INSTRUCTIONS TO FOLLOW:
Let your answer be the line containing "use super::*;" and every line below it to the end of the records, copied exactly.
##### DATA SECTION #####
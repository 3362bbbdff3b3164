use anyhow::Context;
use clap::Parser;
use std::sync::Arc;
use stockpick_core::config::Settings;
use stockpick_core::view::{AnalysisView, TokioDelay, Trigger, ViewDriver};
use tracing_subscriber::EnvFilter;
use tracing_subscriber::{layer::SubscriberExt, util::SubscriberInitExt};

#[derive(Debug, Parser)]
#[command(name = "stockpick_cli")]
struct Args {
    /// Simulated analysis delay in milliseconds. Defaults to ANALYSIS_DELAY_MS (2000).
    #[arg(long, value_parser = clap::value_parser!(u64).range(1..))]
    delay_ms: Option<u64>,

    /// Print the analysis as JSON instead of a table.
    #[arg(long)]
    json: bool,
}

#[tokio::main]
async fn main() -> anyhow::Result<()> {
    dotenvy::dotenv().ok();

    let args = Args::parse();

    let settings = load_settings(&args, |key| std::env::var(key).ok())?;
    let _sentry_guard = init_sentry(&settings);

    tracing_subscriber::registry()
        .with(EnvFilter::from_default_env())
        .with(tracing_subscriber::fmt::layer().with_writer(std::io::stderr))
        .with(sentry_tracing::layer())
        .init();

    let view = ViewDriver::spawn(
        AnalysisView::reference(),
        Arc::new(TokioDelay::new(settings.analysis_delay())),
    );

    let outcome = view.trigger().await?;
    anyhow::ensure!(
        outcome == Trigger::Started,
        "analysis did not start (outcome={outcome:?})"
    );
    eprintln!("{}", view.state().control().label);

    let analysis = match view.wait_analyzed().await {
        Ok(analysis) => analysis,
        Err(err) => {
            sentry_anyhow::capture_anyhow(&err);
            return Err(err);
        }
    };

    tracing::info!(
        run_id = %analysis.run_id,
        picks = analysis.picks.len(),
        "analysis finished"
    );

    if args.json {
        let out = serde_json::to_string_pretty(&analysis).context("serialize analysis failed")?;
        println!("{out}");
    } else {
        print!("{}", stockpick_core::render::text::render_report(&analysis));
    }

    Ok(())
}

/// `--delay-ms` replaces ANALYSIS_DELAY_MS, so a bad value in the environment is never read.
fn load_settings(args: &Args, env: impl Fn(&str) -> Option<String>) -> anyhow::Result<Settings> {
    Settings::from_lookup(|key| match (key, args.delay_ms) {
        ("ANALYSIS_DELAY_MS", Some(ms)) => Some(ms.to_string()),
        _ => env(key),
    })
}

fn init_sentry(settings: &Settings) -> Option<sentry::ClientInitGuard> {
    let dsn = settings.sentry_dsn.as_deref()?;
    Some(sentry::init((
        dsn,
        sentry::ClientOptions {
            release: sentry::release_name!(),
            ..Default::default()
        },
    )))
}

#[cfg(test)]
mod tests {
    use super::*;
    use std::time::Duration;

    #[test]
    fn parses_flags() {
        let args = Args::try_parse_from(["stockpick_cli", "--delay-ms", "50", "--json"]).unwrap();
        assert_eq!(args.delay_ms, Some(50));
        assert!(args.json);
    }

    #[test]
    fn rejects_zero_delay() {
        assert!(Args::try_parse_from(["stockpick_cli", "--delay-ms", "0"]).is_err());
    }

    #[test]
    fn delay_flag_overrides_invalid_env_delay() {
        let env = |key: &str| (key == "ANALYSIS_DELAY_MS").then(|| "0".to_string());

        let args = Args::try_parse_from(["stockpick_cli", "--delay-ms", "500"]).unwrap();
        let settings = load_settings(&args, env).unwrap();
        assert_eq!(settings.analysis_delay(), Duration::from_millis(500));

        let args = Args::try_parse_from(["stockpick_cli"]).unwrap();
        assert!(load_settings(&args, env).is_err());
    }

    #[test]
    fn env_delay_applies_without_flag() {
        let env = |key: &str| (key == "ANALYSIS_DELAY_MS").then(|| "750".to_string());
        let args = Args::try_parse_from(["stockpick_cli"]).unwrap();
        let settings = load_settings(&args, env).unwrap();
        assert_eq!(settings.analysis_delay_ms, 750);
    }

    #[test]
    fn delay_is_optional() {
        let args = Args::try_parse_from(["stockpick_cli"]).unwrap();
        assert_eq!(args.delay_ms, None);
        assert!(!args.json);
    }
}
#####
WRITTEN ANSWER:
    use super::*;
    use std::time::Duration;

    #[test]
    fn parses_flags() {
        let args = Args::try_parse_from(["stockpick_cli", "--delay-ms", "50", "--json"]).unwrap();
        assert_eq!(args.delay_ms, Some(50));
        assert!(args.json);
    }

    #[test]
    fn rejects_zero_delay() {
        assert!(Args::try_parse_from(["stockpick_cli", "--delay-ms", "0"]).is_err());
    }

    #[test]
    fn delay_flag_overrides_invalid_env_delay() {
        let env = |key: &str| (key == "ANALYSIS_DELAY_MS").then(|| "0".to_string());

        let args = Args::try_parse_from(["stockpick_cli", "--delay-ms", "500"]).unwrap();
        let settings = load_settings(&args, env).unwrap();
        assert_eq!(settings.analysis_delay(), Duration::from_millis(500));

        let args = Args::try_parse_from(["stockpick_cli"]).unwrap();
        assert!(load_settings(&args, env).is_err());
    }

    #[test]
    fn env_delay_applies_without_flag() {
        let env = |key: &str| (key == "ANALYSIS_DELAY_MS").then(|| "750".to_string());
        let args = Args::try_parse_from(["stockpick_cli"]).unwrap();
        let settings = load_settings(&args, env).unwrap();
        assert_eq!(settings.analysis_delay_ms, 750);
    }

    #[test]
    fn delay_is_optional() {
        let args = Args::try_parse_from(["stockpick_cli"]).unwrap();
        assert_eq!(args.delay_ms, None);
        assert!(!args.json);
    }
}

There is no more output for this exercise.